Dataset records
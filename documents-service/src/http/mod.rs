//! HTTP surface for documents-service.

pub mod customers;
pub mod documents;
pub mod products;
pub mod settings;

use crate::services::metrics::{get_metrics, HTTP_REQUESTS_TOTAL};
use crate::services::Database;
use axum::extract::{MatchedPath, Request, State};
use axum::middleware::Next;
use axum::response::Response;
use axum::routing::{get, put};
use axum::{Json, Router};
use service_core::error::AppError;
use tower_http::cors::CorsLayer;
use tower_http::trace::TraceLayer;

/// Shared handler state.
#[derive(Clone)]
pub struct AppState {
    pub db: Database,
}

/// Build the application router.
pub fn router(db: Database) -> Router {
    let state = AppState { db };

    Router::new()
        .route("/health", get(health))
        .route("/metrics", get(metrics))
        .route(
            "/api/documents",
            get(documents::list_documents).post(documents::create_document),
        )
        .route("/api/documents/next-number", get(documents::next_number))
        .route(
            "/api/documents/:id",
            get(documents::get_document)
                .put(documents::update_document)
                .delete(documents::delete_document),
        )
        .route("/api/documents/:id/render", get(documents::render_document))
        .route(
            "/api/customers",
            get(customers::list_customers).post(customers::create_customer),
        )
        .route(
            "/api/customers/:id",
            get(customers::get_customer)
                .put(customers::update_customer)
                .delete(customers::delete_customer),
        )
        .route(
            "/api/customers/:id/addresses",
            get(customers::list_addresses).post(customers::create_address),
        )
        .route(
            "/api/addresses/:id",
            put(customers::update_address).delete(customers::delete_address),
        )
        .route(
            "/api/products",
            get(products::list_products).post(products::create_product),
        )
        .route(
            "/api/products/:id",
            get(products::get_product)
                .put(products::update_product)
                .delete(products::delete_product),
        )
        .route(
            "/api/settings",
            get(settings::get_settings).put(settings::update_settings),
        )
        .layer(axum::middleware::from_fn(track_requests))
        .layer(TraceLayer::new_for_http())
        .layer(CorsLayer::permissive())
        .with_state(state)
}

async fn health(State(state): State<AppState>) -> Result<Json<serde_json::Value>, AppError> {
    state.db.health_check().await?;
    Ok(Json(serde_json::json!({ "status": "ok" })))
}

async fn metrics() -> String {
    get_metrics()
}

async fn track_requests(request: Request, next: Next) -> Response {
    let method = request.method().clone();
    let route = request
        .extensions()
        .get::<MatchedPath>()
        .map(|path| path.as_str().to_string())
        .unwrap_or_else(|| "unmatched".to_string());

    let response = next.run(request).await;

    HTTP_REQUESTS_TOTAL
        .with_label_values(&[method.as_str(), &route, response.status().as_str()])
        .inc();

    response
}
//! Database-backed stores for documents-service.

mod customers;
mod database;
mod documents;
pub mod metrics;
mod products;

pub use database::{format_document_number, Database};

Exercise brief
Please copy every line from the entries that includes the word "CorsLayer".

Exercise result
use tower_http::cors::CorsLayer;
        .layer(CorsLayer::permissive())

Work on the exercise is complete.